» **Activity**: Where a line of the records holds the string "point", copy that line.

» **Task material**:
○ ○ ○ ○ ○ ○ ○

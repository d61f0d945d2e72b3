//! Primitive value kinds and the tagged [`Value`] that carries them.

use std::cmp::Ordering;
use std::fmt;
use std::str::FromStr;
use std::sync::Arc;

use chrono::{DateTime, NaiveDate, NaiveDateTime, NaiveTime, Utc};
use ordered_float::OrderedFloat;
use serde::{Deserialize, Serialize};

use crate::error::{ExhibitError, ExhibitResult};

/// The closed set of primitive kinds a field, vector, or value can have.
#[derive(Clone, Copy, Debug, PartialEq, Eq, Hash, PartialOrd, Ord, Serialize, Deserialize)]
#[serde(rename_all = "lowercase")]
pub enum FieldType {
    Boolean,
    Integer,
    Long,
    Float,
    Double,
    Decimal,
    String,
    Date,
    Timestamp,
}

impl FieldType {
    pub const ALL: [FieldType; 9] = [
        FieldType::Boolean,
        FieldType::Integer,
        FieldType::Long,
        FieldType::Float,
        FieldType::Double,
        FieldType::Decimal,
        FieldType::String,
        FieldType::Date,
        FieldType::Timestamp,
    ];

    pub fn name(self) -> &'static str {
        match self {
            FieldType::Boolean => "boolean",
            FieldType::Integer => "integer",
            FieldType::Long => "long",
            FieldType::Float => "float",
            FieldType::Double => "double",
            FieldType::Decimal => "decimal",
            FieldType::String => "string",
            FieldType::Date => "date",
            FieldType::Timestamp => "timestamp",
        }
    }

    /// Whether `value` may be stored in a slot declared with this type.
    ///
    /// `Null` is admissible for every type; otherwise the value's tag must match exactly.
    pub fn admits(self, value: &Value) -> bool {
        match value.field_type() {
            None => true,
            Some(ft) => ft == self,
        }
    }

    /// The value used to fill a slot of this type when no data is available.
    pub fn default_value(self) -> Value {
        match self {
            FieldType::Boolean => Value::Boolean(false),
            FieldType::Integer => Value::Integer(0),
            FieldType::Long => Value::Long(0),
            FieldType::Float => Value::Float(OrderedFloat(0.0)),
            FieldType::Double => Value::Double(OrderedFloat(0.0)),
            FieldType::Decimal => Value::Decimal(Decimal::ZERO),
            FieldType::String => Value::String(Arc::from("")),
            FieldType::Date => Value::Date(NaiveDate::default()),
            FieldType::Timestamp => Value::Timestamp(NaiveDateTime::default()),
        }
    }

    /// Convert `value` into this type.
    ///
    /// Numbers convert between each other. Fractions truncate toward zero when narrowing to an
    /// integer kind; a number outside the `Integer` range fails instead of wrapping, and floats
    /// beyond the `Long` range saturate. Strings are parsed, booleans accept numbers (`!= 0`) and any string other than
    /// `"false"`, dates and timestamps accept epoch milliseconds. `Null` stays `Null`.
    pub fn cast(self, value: Value) -> ExhibitResult<Value> {
        if value.is_null() || self.admits(&value) {
            return Ok(value);
        }
        let fail = |value: &Value| ExhibitError::InvalidCast {
            value: value.to_string(),
            target: self,
        };
        let cast = match (self, &value) {
            (FieldType::String, v) => Some(Value::String(Arc::from(v.to_string()))),
            (FieldType::Boolean, Value::String(s)) => {
                Some(Value::Boolean(!s.trim().eq_ignore_ascii_case("false")))
            }
            (FieldType::Boolean, v) => v.as_f64().map(|n| Value::Boolean(n != 0.0)),
            (FieldType::Integer, Value::String(s)) => s.trim().parse().ok().map(Value::Integer),
            (FieldType::Integer, v) => v
                .as_i64()
                .and_then(|n| i32::try_from(n).ok())
                .map(Value::Integer),
            (FieldType::Long, Value::String(s)) => s.trim().parse().ok().map(Value::Long),
            (FieldType::Long, v) => v.as_i64().map(Value::Long),
            (FieldType::Float, Value::String(s)) => s
                .trim()
                .parse::<f32>()
                .ok()
                .map(|n| Value::Float(OrderedFloat(n))),
            (FieldType::Float, v) => v.as_f64().map(|n| Value::Float(OrderedFloat(n as f32))),
            (FieldType::Double, Value::String(s)) => s
                .trim()
                .parse::<f64>()
                .ok()
                .map(|n| Value::Double(OrderedFloat(n))),
            (FieldType::Double, v) => v.as_f64().map(|n| Value::Double(OrderedFloat(n))),
            (FieldType::Decimal, Value::String(s)) => s.parse().ok().map(Value::Decimal),
            (FieldType::Decimal, Value::Integer(n)) => Some(Value::Decimal(Decimal::from(*n))),
            (FieldType::Decimal, Value::Long(n)) => Some(Value::Decimal(Decimal::from(*n))),
            (FieldType::Decimal, v) => v
                .as_f64()
                .and_then(|n| n.to_string().parse().ok())
                .map(Value::Decimal),
            (FieldType::Date, Value::String(s)) => NaiveDate::parse_from_str(s.trim(), "%Y-%m-%d")
                .ok()
                .map(Value::Date),
            (FieldType::Date, Value::Timestamp(ts)) => Some(Value::Date(ts.date())),
            (FieldType::Date, v) => v
                .as_epoch_millis()
                .and_then(DateTime::<Utc>::from_timestamp_millis)
                .map(|dt| Value::Date(dt.date_naive())),
            (FieldType::Timestamp, Value::String(s)) => parse_timestamp(s).map(Value::Timestamp),
            (FieldType::Timestamp, Value::Date(d)) => {
                Some(Value::Timestamp(d.and_time(NaiveTime::MIN)))
            }
            (FieldType::Timestamp, v) => v
                .as_epoch_millis()
                .and_then(DateTime::<Utc>::from_timestamp_millis)
                .map(|dt| Value::Timestamp(dt.naive_utc())),
        };
        cast.ok_or_else(|| fail(&value))
    }
}

fn parse_timestamp(s: &str) -> Option<NaiveDateTime> {
    let s = s.trim();
    ["%Y-%m-%d %H:%M:%S%.f", "%Y-%m-%dT%H:%M:%S%.f"]
        .iter()
        .find_map(|fmt| NaiveDateTime::parse_from_str(s, fmt).ok())
}

impl fmt::Display for FieldType {
    fn fmt(&self, f: &mut fmt::Formatter<'_>) -> fmt::Result {
        f.write_str(self.name())
    }
}

impl FromStr for FieldType {
    type Err = ExhibitError;

    fn from_str(s: &str) -> Result<Self, Self::Err> {
        let lower = s.trim().to_ascii_lowercase();
        match lower.as_str() {
            "bool" => return Ok(FieldType::Boolean),
            "int" => return Ok(FieldType::Integer),
            _ => {}
        }
        FieldType::ALL
            .into_iter()
            .find(|ft| ft.name() == lower)
            .ok_or_else(|| ExhibitError::UnsupportedFieldType(s.to_string()))
    }
}

/// A single scalar value, tagged with its kind.
#[derive(Clone, Debug, Default, PartialEq, Eq, Hash)]
pub enum Value {
    #[default]
    Null,
    Boolean(bool),
    Integer(i32),
    Long(i64),
    Float(OrderedFloat<f32>),
    Double(OrderedFloat<f64>),
    Decimal(Decimal),
    String(Arc<str>),
    Date(NaiveDate),
    Timestamp(NaiveDateTime),
}

impl Value {
    /// The kind of this value, or `None` for `Null`.
    pub fn field_type(&self) -> Option<FieldType> {
        Some(match self {
            Value::Null => return None,
            Value::Boolean(_) => FieldType::Boolean,
            Value::Integer(_) => FieldType::Integer,
            Value::Long(_) => FieldType::Long,
            Value::Float(_) => FieldType::Float,
            Value::Double(_) => FieldType::Double,
            Value::Decimal(_) => FieldType::Decimal,
            Value::String(_) => FieldType::String,
            Value::Date(_) => FieldType::Date,
            Value::Timestamp(_) => FieldType::Timestamp,
        })
    }

    pub fn is_null(&self) -> bool {
        matches!(self, Value::Null)
    }

    pub fn as_bool(&self) -> Option<bool> {
        match self {
            Value::Boolean(b) => Some(*b),
            _ => None,
        }
    }

    pub fn as_str(&self) -> Option<&str> {
        match self {
            Value::String(s) => Some(s),
            _ => None,
        }
    }

    /// Numeric view of integer, floating point, and decimal values.
    pub fn as_f64(&self) -> Option<f64> {
        match self {
            Value::Integer(n) => Some(f64::from(*n)),
            Value::Long(n) => Some(*n as f64),
            Value::Float(n) => Some(f64::from(n.0)),
            Value::Double(n) => Some(n.0),
            Value::Decimal(d) => Some(d.to_f64()),
            _ => None,
        }
    }

    /// Integral view of numeric values; fractional parts are truncated.
    pub fn as_i64(&self) -> Option<i64> {
        match self {
            Value::Integer(n) => Some(i64::from(*n)),
            Value::Long(n) => Some(*n),
            Value::Float(n) => Some(n.0 as i64),
            Value::Double(n) => Some(n.0 as i64),
            Value::Decimal(d) => Some(d.to_f64() as i64),
            _ => None,
        }
    }

    fn as_epoch_millis(&self) -> Option<i64> {
        match self {
            Value::Integer(_) | Value::Long(_) => self.as_i64(),
            _ => None,
        }
    }
}

impl fmt::Display for Value {
    fn fmt(&self, f: &mut fmt::Formatter<'_>) -> fmt::Result {
        match self {
            Value::Null => f.write_str("null"),
            Value::Boolean(b) => write!(f, "{b}"),
            Value::Integer(n) => write!(f, "{n}"),
            Value::Long(n) => write!(f, "{n}"),
            Value::Float(n) => write!(f, "{}", n.0),
            Value::Double(n) => write!(f, "{}", n.0),
            Value::Decimal(d) => write!(f, "{d}"),
            Value::String(s) => f.write_str(s),
            Value::Date(d) => write!(f, "{}", d.format("%Y-%m-%d")),
            Value::Timestamp(ts) => write!(f, "{}", ts.format("%Y-%m-%d %H:%M:%S%.f")),
        }
    }
}

impl From<bool> for Value {
    fn from(value: bool) -> Self {
        Value::Boolean(value)
    }
}

impl From<i32> for Value {
    fn from(value: i32) -> Self {
        Value::Integer(value)
    }
}

impl From<i64> for Value {
    fn from(value: i64) -> Self {
        Value::Long(value)
    }
}

impl From<f32> for Value {
    fn from(value: f32) -> Self {
        Value::Float(OrderedFloat(value))
    }
}

impl From<f64> for Value {
    fn from(value: f64) -> Self {
        Value::Double(OrderedFloat(value))
    }
}

impl From<Decimal> for Value {
    fn from(value: Decimal) -> Self {
        Value::Decimal(value)
    }
}

impl From<&str> for Value {
    fn from(value: &str) -> Self {
        Value::String(Arc::from(value))
    }
}

impl From<String> for Value {
    fn from(value: String) -> Self {
        Value::String(Arc::from(value))
    }
}

impl From<NaiveDate> for Value {
    fn from(value: NaiveDate) -> Self {
        Value::Date(value)
    }
}

impl From<NaiveDateTime> for Value {
    fn from(value: NaiveDateTime) -> Self {
        Value::Timestamp(value)
    }
}

impl<T: Into<Value>> From<Option<T>> for Value {
    fn from(value: Option<T>) -> Self {
        value.map_or(Value::Null, Into::into)
    }
}

#[derive(Debug, Clone, PartialEq, Eq, thiserror::Error)]
#[error("invalid decimal literal: {0}")]
pub struct ParseDecimalError(String);

/// Fixed-point decimal number: `unscaled * 10^-scale`.
///
/// Values are kept normalized (no trailing fractional zeros), so `1.50` and `1.5` compare equal.
#[derive(Clone, Copy, Debug, PartialEq, Eq, Hash)]
pub struct Decimal {
    unscaled: i128,
    scale: u32,
}

impl Decimal {
    pub const ZERO: Decimal = Decimal {
        unscaled: 0,
        scale: 0,
    };

    pub fn new(unscaled: i128, scale: u32) -> Self {
        let mut d = Decimal { unscaled, scale };
        while d.scale > 0 && d.unscaled % 10 == 0 {
            d.unscaled /= 10;
            d.scale -= 1;
        }
        d
    }

    pub fn unscaled(&self) -> i128 {
        self.unscaled
    }

    pub fn scale(&self) -> u32 {
        self.scale
    }

    pub fn to_f64(&self) -> f64 {
        self.unscaled as f64 / 10f64.powi(self.scale as i32)
    }
}

impl Ord for Decimal {
    /// Numeric order. Both sides are rescaled to the larger scale; if that overflows `i128`
    /// the comparison falls back to `f64`.
    fn cmp(&self, other: &Self) -> Ordering {
        let scale = self.scale.max(other.scale);
        let rescale = |d: &Decimal| {
            10i128
                .checked_pow(scale - d.scale)
                .and_then(|factor| d.unscaled.checked_mul(factor))
        };
        match (rescale(self), rescale(other)) {
            (Some(lhs), Some(rhs)) => lhs.cmp(&rhs),
            _ => self.to_f64().total_cmp(&other.to_f64()),
        }
    }
}

impl PartialOrd for Decimal {
    fn partial_cmp(&self, other: &Self) -> Option<Ordering> {
        Some(self.cmp(other))
    }
}

impl From<i32> for Decimal {
    fn from(value: i32) -> Self {
        Decimal::new(i128::from(value), 0)
    }
}

impl From<i64> for Decimal {
    fn from(value: i64) -> Self {
        Decimal::new(i128::from(value), 0)
    }
}

impl FromStr for Decimal {
    type Err = ParseDecimalError;

    fn from_str(s: &str) -> Result<Self, Self::Err> {
        let err = || ParseDecimalError(s.to_string());
        let trimmed = s.trim();
        let (negative, digits) = match trimmed.as_bytes().first() {
            Some(b'-') => (true, &trimmed[1..]),
            Some(b'+') => (false, &trimmed[1..]),
            _ => (false, trimmed),
        };
        let (int_part, frac_part) = digits.split_once('.').unwrap_or((digits, ""));
        if int_part.is_empty() && frac_part.is_empty() {
            return Err(err());
        }

        let mut unscaled: i128 = 0;
        for ch in int_part.chars().chain(frac_part.chars()) {
            let digit = ch.to_digit(10).ok_or_else(err)?;
            unscaled = unscaled
                .checked_mul(10)
                .and_then(|n| n.checked_add(i128::from(digit)))
                .ok_or_else(err)?;
        }
        if negative {
            unscaled = -unscaled;
        }
        let scale = u32::try_from(frac_part.len()).map_err(|_| err())?;
        Ok(Decimal::new(unscaled, scale))
    }
}

impl fmt::Display for Decimal {
    fn fmt(&self, f: &mut fmt::Formatter<'_>) -> fmt::Result {
        let sign = if self.unscaled < 0 { "-" } else { "" };
        let digits = self.unscaled.unsigned_abs().to_string();
        let scale = self.scale as usize;
        if scale == 0 {
            return write!(f, "{sign}{digits}");
        }
        let padded = format!("{digits:0>width$}", width = scale + 1);
        let (int_part, frac_part) = padded.split_at(padded.len() - scale);
        write!(f, "{sign}{int_part}.{frac_part}")
    }
}
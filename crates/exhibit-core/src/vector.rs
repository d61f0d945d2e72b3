use std::sync::Arc;

use crate::descriptor::{Field, ObsDescriptor};
use crate::error::{ExhibitError, ExhibitResult};
use crate::frame::SimpleFrame;
use crate::obs::Obs;
use crate::types::{FieldType, Value};

/// A homogeneous column of values of one [`FieldType`].
///
/// Elements are validated when the vector is built; `Null` is accepted in any position.
#[derive(Clone, Debug, PartialEq, Eq)]
pub struct Vector {
    field_type: FieldType,
    values: Arc<[Value]>,
}

impl Vector {
    pub fn builder(field_type: FieldType) -> VectorBuilder {
        VectorBuilder::new(field_type)
    }

    /// Validate and collect `values` into a vector of `field_type`.
    pub fn new<V, I>(field_type: FieldType, values: I) -> ExhibitResult<Self>
    where
        V: Into<Value>,
        I: IntoIterator<Item = V>,
    {
        let mut builder = VectorBuilder::new(field_type);
        for value in values {
            builder.push(value)?;
        }
        Ok(builder.build())
    }

    pub(crate) fn from_parts(field_type: FieldType, values: Vec<Value>) -> Self {
        Self {
            field_type,
            values: values.into(),
        }
    }

    pub fn field_type(&self) -> FieldType {
        self.field_type
    }

    pub fn size(&self) -> usize {
        self.values.len()
    }

    pub fn is_empty(&self) -> bool {
        self.values.is_empty()
    }

    pub fn get(&self, index: usize) -> Option<&Value> {
        self.values.get(index)
    }

    pub fn iter(&self) -> std::slice::Iter<'_, Value> {
        self.values.iter()
    }

    pub fn values(&self) -> &[Value] {
        &self.values
    }

    /// View this vector as a one-column frame whose column is called `name`.
    pub fn to_frame(&self, name: &str) -> SimpleFrame {
        let descriptor = ObsDescriptor::with_shadowing(vec![Field::new(name, self.field_type)]);
        let rows = self
            .values
            .iter()
            .map(|v| Obs::from_parts(descriptor.clone(), vec![v.clone()]))
            .collect();
        SimpleFrame::from_parts(descriptor, rows)
    }
}

impl<'a> IntoIterator for &'a Vector {
    type Item = &'a Value;
    type IntoIter = std::slice::Iter<'a, Value>;

    fn into_iter(self) -> Self::IntoIter {
        self.iter()
    }
}

/// Accumulates the elements of a [`Vector`], rejecting inadmissible ones as they arrive.
#[derive(Clone, Debug)]
pub struct VectorBuilder {
    field_type: FieldType,
    values: Vec<Value>,
}

impl VectorBuilder {
    pub fn new(field_type: FieldType) -> Self {
        Self {
            field_type,
            values: Vec::new(),
        }
    }

    pub fn push(&mut self, value: impl Into<Value>) -> ExhibitResult<&mut Self> {
        let value = value.into();
        if !self.field_type.admits(&value) {
            return Err(ExhibitError::InvalidElementType {
                index: self.values.len(),
                expected: self.field_type,
                value: value.to_string(),
            });
        }
        self.values.push(value);
        Ok(self)
    }

    pub fn build(self) -> Vector {
        Vector {
            field_type: self.field_type,
            values: self.values.into(),
        }
    }
}

#[cfg(test)]
mod tests {
    use super::*;
    use crate::frame::Frame;
    use pretty_assertions::assert_eq;

    #[test]
    fn strings_are_rejected_for_double() {
        let err = Vector::new(FieldType::Double, ["A", "B", "C"]).unwrap_err();
        assert!(matches!(
            err,
            ExhibitError::InvalidElementType {
                index: 0,
                expected: FieldType::Double,
                ..
            }
        ));
    }

    #[test]
    fn failure_reports_offending_index() {
        let mut builder = Vector::builder(FieldType::Integer);
        builder.push(1).unwrap().push(Value::Null).unwrap();
        let err = builder.push(2i64).unwrap_err();
        assert!(matches!(err, ExhibitError::InvalidElementType { index: 2, .. }));
    }

    #[test]
    fn get_agrees_with_iteration() {
        let v = Vector::new(FieldType::Double, [1.0, 2.5, -3.0]).unwrap();
        assert_eq!(v.size(), 3);
        assert_eq!(v.field_type(), FieldType::Double);
        for (idx, value) in v.iter().enumerate() {
            assert_eq!(v.get(idx), Some(value));
        }
        assert_eq!(v.get(3), None);
    }

    #[test]
    fn vector_as_frame() {
        let v = Vector::new(FieldType::String, ["a", "b"]).unwrap();
        let frame = v.to_frame("letters");
        assert_eq!(frame.size(), 2);
        assert_eq!(frame.descriptor().index_of("letters"), Some(0));
        assert_eq!(
            frame.get(1).unwrap().get(0),
            Some(&Value::from("b"))
        );
    }
}
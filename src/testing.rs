//! Hardware doubles for the unit tests.

use std::vec::Vec;

use crate::dmx_timer::PhaseTimer;
use crate::dmx_uart_driver::{DmxUartDriver, LineLevel, LineMode, ReceivedWord};

#[derive(Copy, Clone, Debug, Eq, PartialEq)]
pub enum TimerOp {
    Disable,
    Load(u32),
    Enable,
}

/// A countdown timer that only moves when the test says so.
#[derive(Debug, Default)]
pub struct ManualTimer {
    pub ops: Vec<TimerOp>,
    pub loaded: u32,
    pub running: bool,
    left: u32,
}

impl ManualTimer {
    /// Microseconds until the running countdown reaches zero.
    pub fn remaining(&self) -> u32 {
        self.left
    }

    pub fn elapse(&mut self, micros: u32) {
        if self.running {
            self.left = self.left.saturating_sub(micros);
        }
    }
}

impl PhaseTimer for ManualTimer {
    fn disable(&mut self) {
        self.ops.push(TimerOp::Disable);
        self.running = false;
    }

    fn load(&mut self, micros: u32) {
        assert!(!self.running, "timer reprogrammed while counting");
        self.ops.push(TimerOp::Load(micros));
        self.loaded = micros;
        self.left = micros;
    }

    fn enable(&mut self) {
        self.ops.push(TimerOp::Enable);
        self.running = true;
    }

    fn is_expired(&self) -> bool {
        self.running && self.left == 0
    }
}

#[derive(Copy, Clone, Debug, Eq, PartialEq)]
pub enum LineOp {
    Mode(LineMode),
    Level(LineLevel),
    DriverEnabled(bool),
    Write(u8),
}

/// A uart that records everything done to it.
#[derive(Debug, Default)]
pub struct RecordingUart {
    pub ops: Vec<LineOp>,
    pub mode: Option<LineMode>,
    pub driver_enabled: bool,
}

impl RecordingUart {
    /// Translate the recorded line activity into the words a receiver on the same
    /// line would read. A space level that is released to mark reads as a break.
    pub fn take_words(&mut self) -> Vec<ReceivedWord> {
        let mut words = Vec::new();
        let mut line_low = false;

        for op in self.ops.drain(..) {
            match op {
                LineOp::Level(LineLevel::Space) => line_low = true,
                LineOp::Level(LineLevel::Mark) if line_low => {
                    line_low = false;
                    words.push(ReceivedWord::line_break());
                },
                LineOp::Write(byte) => words.push(ReceivedWord::byte(byte)),
                _ => {},
            }
        }

        words
    }

    pub fn last_write(&self) -> Option<u8> {
        self.ops.iter().rev().find_map(|op| match op {
            LineOp::Write(byte) => Some(*byte),
            _ => None,
        })
    }
}

impl DmxUartDriver for RecordingUart {
    fn set_mode(&mut self, mode: LineMode) {
        self.ops.push(LineOp::Mode(mode));
        self.mode = Some(mode);
    }

    fn set_line_level(&mut self, level: LineLevel) {
        self.ops.push(LineOp::Level(level));
    }

    fn set_driver_enabled(&mut self, enabled: bool) {
        self.ops.push(LineOp::DriverEnabled(enabled));
        self.driver_enabled = enabled;
    }

    fn write_byte(&mut self, byte: u8) {
        self.ops.push(LineOp::Write(byte));
    }
}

○ ○ ○ ○ ○ ○ ○

» **Task solution**:
    /// Numeric view of integer, floating point, and decimal values.
/// Fixed-point decimal number: `unscaled * 10^-scale`.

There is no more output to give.